The type of demand and the nature of the product may vary with each computer. Although in comparison to oral hygiene products, it would seem that computers would be classified as an innovative product, however, it has been proven that there are many models that follow a primarily functional role; in the sense that demand is actually very stable and predictable. In this case, the best strategy for the manufacturer is to identify which computers may specifically be innovative, and use a responsive supply chain strategy for those; while maintaining an efficient strategy for the rest. The reason behind this is that a responsive strategy is much more expensive than an efficient one If the computer does not generate high enough margins to cover this expense the manufacturer will not generate the maximum revenue possible.

The manufacturer must keep in mind that products with stable, predictable demands tend to generate smaller margins. They may also identify the computers as ‘functional’ if they have a product life cycle of more than two years, or have only 10 to 20 product variations. For the computers classified as innovative, suppliers will be selected based on speed and flexibility. With a responsive strategy, the manufacturer must read early sales and other market signals and react quickly. The company must have suppliers that they can trust to deliver the necessary materials with shorter notice. Additionally, the manufacturer must carefully analyze where to position themselves in the supply chain to hedge against uncertain demand. If supply uncertainty happens to be high as well, then the company should follow an agile supply chain strategy.

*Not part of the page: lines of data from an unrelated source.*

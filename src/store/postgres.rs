/// PostgreSQL-backed store (schema `weather`, see sql/001_initial_schema.sql).
///
/// Sample upserts run in a single transaction guarded by a per-location
/// advisory lock, so two writers for the same location never interleave
/// even across processes. Alerts rely on the table's unique key with
/// `ON CONFLICT DO NOTHING`.

use chrono::{DateTime, Utc};
use postgres::{Client, Row};

use super::{AlertStore, LastKnown, StoreConnector, StoreError, TimeSeriesStore};
use crate::db;
use crate::model::{AlertRecord, HazardKind, Location, LocationId, Provenance, Sample, SeriesKind};

const UPSERT_SAMPLE_SQL: &str = "
    INSERT INTO weather.samples
        (location_id, series, observed_at, temperature, wind_speed, rain,
         snowfall, weather_code, wind_direction, uv_index)
    VALUES ($1, $2, $3, $4, $5, $6, $7, $8, $9, $10)
    ON CONFLICT (location_id, series, observed_at) DO UPDATE SET
        temperature    = EXCLUDED.temperature,
        wind_speed     = EXCLUDED.wind_speed,
        rain           = EXCLUDED.rain,
        snowfall       = EXCLUDED.snowfall,
        weather_code   = EXCLUDED.weather_code,
        wind_direction = EXCLUDED.wind_direction,
        uv_index       = EXCLUDED.uv_index,
        ingested_at    = now()
    WHERE (weather.samples.temperature, weather.samples.wind_speed, weather.samples.rain,
           weather.samples.snowfall, weather.samples.weather_code,
           weather.samples.wind_direction, weather.samples.uv_index)
          IS DISTINCT FROM
          (EXCLUDED.temperature, EXCLUDED.wind_speed, EXCLUDED.rain,
           EXCLUDED.snowfall, EXCLUDED.weather_code,
           EXCLUDED.wind_direction, EXCLUDED.uv_index)";

const LAST_KNOWN_SQL: &str = "
    SELECT
        (SELECT temperature FROM weather.samples
          WHERE location_id = $1 AND series = $2 AND temperature IS NOT NULL
          ORDER BY observed_at DESC LIMIT 1),
        (SELECT wind_speed FROM weather.samples
          WHERE location_id = $1 AND series = $2 AND wind_speed IS NOT NULL
          ORDER BY observed_at DESC LIMIT 1),
        (SELECT rain FROM weather.samples
          WHERE location_id = $1 AND series = $2 AND rain IS NOT NULL
          ORDER BY observed_at DESC LIMIT 1),
        (SELECT snowfall FROM weather.samples
          WHERE location_id = $1 AND series = $2 AND snowfall IS NOT NULL
          ORDER BY observed_at DESC LIMIT 1),
        (SELECT weather_code FROM weather.samples
          WHERE location_id = $1 AND series = $2 AND weather_code IS NOT NULL
          ORDER BY observed_at DESC LIMIT 1),
        (SELECT wind_direction FROM weather.samples
          WHERE location_id = $1 AND series = $2 AND wind_direction IS NOT NULL
          ORDER BY observed_at DESC LIMIT 1),
        (SELECT uv_index FROM weather.samples
          WHERE location_id = $1 AND series = $2 AND uv_index IS NOT NULL
          ORDER BY observed_at DESC LIMIT 1)";

/// Store backed by one PostgreSQL connection.
pub struct PgStore {
    client: Client,
}

impl PgStore {
    pub fn new(client: Client) -> Self {
        Self { client }
    }

    /// Connects using `DATABASE_URL` and verifies the `weather` schema.
    pub fn connect() -> Result<Self, StoreError> {
        Ok(Self::new(db::connect_and_verify()?))
    }
}

/// Opens a fresh `PgStore` for each worker.
#[derive(Debug, Clone, Copy, Default)]
pub struct PgConnector;

impl StoreConnector for PgConnector {
    type Store = PgStore;

    fn connect(&self) -> Result<PgStore, StoreError> {
        PgStore::connect()
    }
}

impl TimeSeriesStore for PgStore {
    fn ensure_location(&mut self, location: &Location) -> Result<LocationId, StoreError> {
        self.client.execute(
            "INSERT INTO weather.locations (name, latitude, longitude, elevation_m, timezone)
             VALUES ($1, $2, $3, $4, $5)
             ON CONFLICT (name) DO NOTHING",
            &[
                &location.name,
                &location.latitude,
                &location.longitude,
                &location.elevation_m,
                &location.timezone,
            ],
        )?;

        let row = self.client.query_one(
            "SELECT id FROM weather.locations WHERE name = $1",
            &[&location.name],
        )?;
        Ok(row.get(0))
    }

    fn watermark(
        &mut self,
        location: LocationId,
        series: SeriesKind,
    ) -> Result<Option<DateTime<Utc>>, StoreError> {
        let row = self.client.query_one(
            "SELECT MAX(observed_at) FROM weather.samples
             WHERE location_id = $1 AND series = $2",
            &[&location, &series.as_str()],
        )?;
        Ok(row.get(0))
    }

    fn last_known(&mut self, location: LocationId, series: SeriesKind) -> Result<LastKnown, StoreError> {
        let row = self.client.query_one(LAST_KNOWN_SQL, &[&location, &series.as_str()])?;
        Ok(LastKnown {
            temperature: row.get(0),
            wind_speed: row.get(1),
            rain: row.get(2),
            snowfall: row.get(3),
            weather_code: row.get(4),
            wind_direction: row.get(5),
            uv_index: row.get(6),
        })
    }

    fn upsert(
        &mut self,
        location: LocationId,
        series: SeriesKind,
        samples: &[Sample],
    ) -> Result<usize, StoreError> {
        if samples.is_empty() {
            return Ok(0);
        }

        let mut tx = self.client.transaction()?;
        tx.execute("SELECT pg_advisory_xact_lock($1)", &[&i64::from(location)])?;

        let stmt = tx.prepare(UPSERT_SAMPLE_SQL)?;
        let series_name = series.as_str();
        let mut written = 0;

        for s in samples {
            written += tx.execute(
                &stmt,
                &[
                    &location,
                    &series_name,
                    &s.timestamp,
                    &s.temperature,
                    &s.wind_speed,
                    &s.rain,
                    &s.snowfall,
                    &s.weather_code,
                    &s.wind_direction,
                    &s.uv_index,
                ],
            )? as usize;
        }

        tx.commit()?;
        Ok(written)
    }

    fn sample_count(&mut self, location: LocationId, series: SeriesKind) -> Result<usize, StoreError> {
        let row = self.client.query_one(
            "SELECT COUNT(*) FROM weather.samples WHERE location_id = $1 AND series = $2",
            &[&location, &series.as_str()],
        )?;
        let count: i64 = row.get(0);
        Ok(count as usize)
    }
}

impl AlertStore for PgStore {
    fn insert_alert(&mut self, alert: &AlertRecord) -> Result<bool, StoreError> {
        let sample_count = i32::try_from(alert.length).unwrap_or(i32::MAX);
        let rows = self.client.execute(
            "INSERT INTO weather.alerts
                (location_id, hazard_kind, starts_at, series, sample_count,
                 magnitude, message, provenance)
             VALUES ($1, $2, $3, $4, $5, $6, $7, $8)
             ON CONFLICT (location_id, hazard_kind, starts_at) DO NOTHING",
            &[
                &alert.location_id,
                &alert.kind.as_str(),
                &alert.start,
                &alert.series.as_str(),
                &sample_count,
                &alert.magnitude,
                &alert.message,
                &alert.provenance.as_str(),
            ],
        )?;
        Ok(rows == 1)
    }

    fn recent_alerts(
        &mut self,
        location: Option<&str>,
        limit: usize,
    ) -> Result<Vec<AlertRecord>, StoreError> {
        let limit = i64::try_from(limit).unwrap_or(i64::MAX);
        let rows = self.client.query(
            "SELECT a.location_id, l.name, a.hazard_kind, a.series, a.starts_at,
                    a.sample_count, a.magnitude, a.message, a.provenance
             FROM weather.alerts a
             JOIN weather.locations l ON l.id = a.location_id
             WHERE ($1::TEXT IS NULL OR l.name = $1)
             ORDER BY a.recorded_at DESC, a.id DESC
             LIMIT $2",
            &[&location, &limit],
        )?;

        rows.iter().map(alert_from_row).collect()
    }
}

fn alert_from_row(row: &Row) -> Result<AlertRecord, StoreError> {
    let kind: String = row.get(2);
    let series: String = row.get(3);
    let provenance: String = row.get(8);
    let sample_count: i32 = row.get(5);

    Ok(AlertRecord {
        location_id: row.get(0),
        location: row.get(1),
        kind: HazardKind::parse(&kind)
            .ok_or_else(|| StoreError::CorruptRow(format!("unknown hazard kind '{}'", kind)))?,
        series: SeriesKind::parse(&series)
            .ok_or_else(|| StoreError::CorruptRow(format!("unknown series '{}'", series)))?,
        start: row.get(4),
        length: usize::try_from(sample_count)
            .map_err(|_| StoreError::CorruptRow(format!("negative sample_count {}", sample_count)))?,
        magnitude: row.get(6),
        message: row.get(7),
        provenance: Provenance::parse(&provenance)
            .ok_or_else(|| StoreError::CorruptRow(format!("unknown provenance '{}'", provenance)))?,
    })
}
/// Upstream forecast ingestion.
///
/// - `payload`    — payload envelope and tolerant decoding into `Sample`s.
/// - `open_meteo` — URL construction and the retrying HTTP client.
/// - `fixtures`   — (test only) representative API response payloads.
///
/// The rest of the service only sees the `ForecastSource` trait: a fetch
/// either yields a parsed payload or fails after its own retries.

pub mod open_meteo;
pub mod payload;

#[cfg(test)]
pub(crate) mod fixtures;

use thiserror::Error;

use crate::model::Location;

pub use open_meteo::OpenMeteoClient;
pub use payload::{decode_series, DecodedSeries, ForecastPayload};

#[derive(Debug, Error)]
pub enum FetchError {
    /// Non-2xx response that is not worth retrying.
    #[error("forecast API returned HTTP {status}")]
    Http { status: u16 },
    #[error("network error: {0}")]
    Network(#[from] reqwest::Error),
    #[error("response body could not be decoded: {0}")]
    Decode(#[from] serde_json::Error),
    /// Every attempt failed with a transient error.
    #[error("gave up after {attempts} attempts: {last}")]
    Exhausted { attempts: u32, last: String },
}

impl FetchError {
    /// Network failures, throttling and server errors are worth another try.
    pub fn is_transient(&self) -> bool {
        match self {
            FetchError::Http { status } => *status == 429 || *status >= 500,
            FetchError::Network(_) => true,
            FetchError::Decode(_) | FetchError::Exhausted { .. } => false,
        }
    }
}

/// Anything that can produce a forecast payload for a location.
pub trait ForecastSource: Send + Sync {
    fn fetch(&self, location: &Location) -> Result<ForecastPayload, FetchError>;
}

This is the case for many highrend computers although demand and supply uncertainty may be inevitable, it is important that part of the company’s supply chain strategies, involves managing this uncertainty. Some methods used to do this include, research; cutting lead time; increasing flexibility, and using buffers to hedge against the remaining uncertainty. It is very important to manage uncertainty because, with innovative products, there is a high stock-out cost due to the high margins they produce. Also, there is a significant cost to overstocking. due to the fact that these products must then be marked down in order to sell them which decreases the margins they are capable of producing.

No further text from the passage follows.